El Barroco no disimula el dramatismo. Francisco de Zurbarán muestra a San Serapio (mártir del cristianismo que murió en el siglo XIII torturado a manos de los ingleses) en el momento en el que exhala su vida, sin mostrar sangre alguna (Wadsworth Atheneum Museum of Art, Hartford, CT.

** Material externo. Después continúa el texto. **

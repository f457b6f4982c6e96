//! Tallies and rankings derived from the answer rows.
//!
//! Nothing here is cached. Every call re-reads the store, so a tally is
//! always consistent with the answers committed before the read.

use std::collections::BTreeMap;
use std::sync::Arc;

use chrono::{DateTime, Utc};
use quizcast_db::{DbError, Store};
use quizcast_types::{
    AnswerOption, AnswerStatus, OptionResult, OverallRanking, ParticipantAnswer,
    ParticipantAnswers, ParticipantId, ParticipantRanking, ParticipantSummary, Quiz, QuizId,
    QuizRanking, QuizResults,
};

use crate::clock::Clock;

/// `part / total * 100`, or `0` when `total` is zero.
pub fn percentage(part: u32, total: u32) -> f64 {
    if total == 0 {
        return 0.0;
    }
    f64::from(part) / f64::from(total) * 100.0
}

/// `correct / total` as a fraction, or `0` when `total` is zero.
pub fn accuracy_rate(correct: u32, total: u32) -> f64 {
    if total == 0 {
        return 0.0;
    }
    f64::from(correct) / f64::from(total)
}

/// Number of answers and of correct answers in a history.
fn history_totals(history: &[ParticipantAnswer]) -> (u32, u32) {
    let total = u32::try_from(history.len()).unwrap_or(u32::MAX);
    let correct = history.iter().filter(|a| a.is_correct).count();
    let correct = u32::try_from(correct).unwrap_or(u32::MAX);
    (total, correct)
}

/// Build the tally of `quiz` from per-option counts.
///
/// Options missing from `counts` are reported with a zero count.
pub fn tally(
    quiz: &Quiz,
    counts: &BTreeMap<AnswerOption, u32>,
    is_accepting_answers: Option<bool>,
    now: DateTime<Utc>,
) -> QuizResults {
    let total = counts.values().fold(0_u32, |acc, n| acc.saturating_add(*n));
    let results = AnswerOption::ALL
        .into_iter()
        .map(|option| {
            let count = counts.get(&option).copied().unwrap_or(0);
            (
                option,
                OptionResult {
                    count,
                    percentage: percentage(count, total),
                },
            )
        })
        .collect();
    let correct_count = counts.get(&quiz.correct_answer).copied().unwrap_or(0);

    QuizResults {
        quiz_id: quiz.id,
        question_text: quiz.question_text.clone(),
        total_answers: total,
        results,
        correct_answer: quiz.correct_answer,
        correct_count,
        correct_percentage: percentage(correct_count, total),
        is_accepting_answers,
        updated_at: now,
    }
}

/// Computes tallies, live answer status and rankings.
#[derive(Debug, Clone)]
pub struct ResultAggregator {
    store: Store,
    clock: Arc<dyn Clock>,
}

impl ResultAggregator {
    /// Create an aggregator reading from `store`.
    pub fn new(store: Store, clock: Arc<dyn Clock>) -> Self {
        Self { store, clock }
    }

    /// Tally a quiz. Returns `None` if the quiz does not exist.
    ///
    /// # Errors
    ///
    /// Returns [`DbError`] on store failure or timeout.
    pub async fn compute(&self, quiz_id: QuizId) -> Result<Option<QuizResults>, DbError> {
        self.compute_with_state(quiz_id, None).await
    }

    /// Tally a quiz, annotated with the session's acceptance flag.
    ///
    /// # Errors
    ///
    /// Returns [`DbError`] on store failure or timeout.
    pub async fn compute_with_state(
        &self,
        quiz_id: QuizId,
        is_accepting_answers: Option<bool>,
    ) -> Result<Option<QuizResults>, DbError> {
        let Some(quiz) = self.store.get_quiz(quiz_id).await? else {
            return Ok(None);
        };
        let counts = self.store.count_answers_by_option(quiz_id).await?;
        Ok(Some(tally(
            &quiz,
            &counts,
            is_accepting_answers,
            self.clock.now(),
        )))
    }

    /// Live answer counts for a quiz, against the number of registered
    /// participants.
    ///
    /// # Errors
    ///
    /// Returns [`DbError`] on store failure or timeout.
    pub async fn answer_status(&self, quiz_id: QuizId) -> Result<AnswerStatus, DbError> {
        let counts = self.store.count_answers_by_option(quiz_id).await?;
        let total_participants = self.store.count_participants().await?;
        let answered_count = counts.values().fold(0_u32, |acc, n| acc.saturating_add(*n));
        let answer_counts = AnswerOption::ALL
            .into_iter()
            .map(|option| (option, counts.get(&option).copied().unwrap_or(0)))
            .collect();

        Ok(AnswerStatus {
            quiz_id,
            question_id: quiz_id,
            total_participants,
            answered_count,
            answer_counts,
            updated_at: self.clock.now(),
        })
    }

    /// A page of the overall ranking.
    ///
    /// # Errors
    ///
    /// Returns [`DbError`] on store failure or timeout.
    pub async fn overall_ranking(
        &self,
        limit: u32,
        offset: u32,
    ) -> Result<OverallRanking, DbError> {
        let total_participants = self.store.count_participants().await?;
        let ranking = self.store.overall_ranking(limit, offset).await?;
        Ok(OverallRanking {
            ranking,
            total_participants,
            updated_at: self.clock.now(),
        })
    }

    /// Who answered a quiz correctly. `None` if the quiz does not exist.
    ///
    /// # Errors
    ///
    /// Returns [`DbError`] on store failure or timeout.
    pub async fn quiz_ranking(&self, quiz_id: QuizId) -> Result<Option<QuizRanking>, DbError> {
        let Some(quiz) = self.store.get_quiz(quiz_id).await? else {
            return Ok(None);
        };
        let counts = self.store.count_answers_by_option(quiz_id).await?;
        let correct_participants = self.store.correct_participants(quiz_id).await?;
        let total_answers = counts.values().fold(0_u32, |acc, n| acc.saturating_add(*n));
        let total_correct = u32::try_from(correct_participants.len()).unwrap_or(u32::MAX);

        Ok(Some(QuizRanking {
            quiz_id,
            question_text: quiz.question_text,
            correct_participants,
            total_correct,
            total_answers,
            correct_percentage: percentage(total_correct, total_answers),
        }))
    }

    /// A participant's standing in the overall ranking. `None` if the
    /// participant does not exist.
    ///
    /// # Errors
    ///
    /// Returns [`DbError`] on store failure or timeout.
    pub async fn participant_ranking(
        &self,
        participant_id: ParticipantId,
    ) -> Result<Option<ParticipantRanking>, DbError> {
        let Some(participant) = self.store.get_participant(participant_id).await? else {
            return Ok(None);
        };
        let history = self.store.participant_answers(participant_id).await?;
        let (total_answers, correct_answers) = history_totals(&history);
        let accuracy = accuracy_rate(correct_answers, total_answers);
        let ahead = self
            .store
            .count_ranked_above(correct_answers, accuracy, total_answers)
            .await?;
        let total_participants = self.store.count_participants().await?;

        Ok(Some(ParticipantRanking {
            participant_id,
            nickname: participant.nickname,
            current_rank: ahead.saturating_add(1),
            total_participants,
            total_answers,
            correct_answers,
            accuracy_rate: accuracy,
            total_score: correct_answers,
            percentile: percentage(total_participants.saturating_sub(ahead), total_participants),
        }))
    }

    /// A participant with answer totals. `None` if the participant does
    /// not exist.
    ///
    /// # Errors
    ///
    /// Returns [`DbError`] on store failure or timeout.
    pub async fn participant_summary(
        &self,
        participant_id: ParticipantId,
    ) -> Result<Option<ParticipantSummary>, DbError> {
        let Some(participant) = self.store.get_participant(participant_id).await? else {
            return Ok(None);
        };
        let history = self.store.participant_answers(participant_id).await?;
        let (total_answers, correct_answers) = history_totals(&history);
        Ok(Some(ParticipantSummary {
            id: participant.id,
            nickname: participant.nickname,
            created_at: participant.created_at,
            total_answers,
            correct_answers,
        }))
    }

    /// A participant's answer history. `None` if the participant does not
    /// exist.
    ///
    /// # Errors
    ///
    /// Returns [`DbError`] on store failure or timeout.
    pub async fn participant_answers(
        &self,
        participant_id: ParticipantId,
    ) -> Result<Option<ParticipantAnswers>, DbError> {
        if !self.store.participant_exists(participant_id).await? {
            return Ok(None);
        }
        let answers = self.store.participant_answers(participant_id).await?;
        let (total_answers, correct_answers) = history_totals(&answers);
        Ok(Some(ParticipantAnswers {
            participant_id,
            answers,
            total_answers,
            correct_answers,
            accuracy_rate: accuracy_rate(correct_answers, total_answers),
        }))
    }
}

¿Cuál es, por tanto, la causa de esta imprevista común atención sobre este asunto histórico? ¿Acaso se trata de un revival actual del barroco en sí, de la peculiar versión del mismo a través de la Escuela Española o de ambas cosas a la vez? No están de más estas interrogaciones porque cualquier revisión del pasado siempre revela una inquietud del presente, por lo que una fascinación común sobre una cuestión histórica nos sirve como espejo de la actualidad. Por otra parte, no hay que olvidar que la invención del término "barroco" y su aplicación para definir un estilo artístico surgido hacia comienzos del siglo XVII, pero que, en el mundo hispánico, se prolongó durante el siglo XVIII y parte del XIX, se produjo durante el último tercio de este último siglo y el primero del XX; o sea: que fue una creación de nuestra época. En realidad, si no el primero en usar dicho término, sí el que le dio su más completa configuración, fue el historiador de arte suizo Heinrich Wölfflin (1864-1945) a través de una obra capital titulada Conceptos fundamentales de la Historia del Arte (1915), en la que no sólo contrapuso los arquetipos formales que diferenciaban el renacimiento y el barroco, sino que trató de explicar por qué los primeros se transformaron en los segundos. Antes, en 1888, ya había publicado un ensayo titulado precisamente Renacimiento y barroco, pero sin formalizar debidamente esta confrontación de estilos, que pronto se convertirá en otra de arquetipos que se repiten a través de todas las épocas. La concepción formalista de Wölfflin le llevó a establecer cinco pares contrapuestos, que se referían a la "evolución de lo lineal a lo pictórico", "de lo superficial a lo profundo", "de la forma cerrada a la forma abierta", de "lo múltiple a lo unitario" y, en fin, "de la claridad absoluta a la claridad relativa". Hay que subrayar que estos conceptos, respectivamente aplicados al renacimiento y al barroco, pero dándoles ya un vuelo intemporal, se refieren a las formas de visión con todas sus implicaciones espaciales, pero sin tomar en consideración el trasfondo histórico donde se produjeron.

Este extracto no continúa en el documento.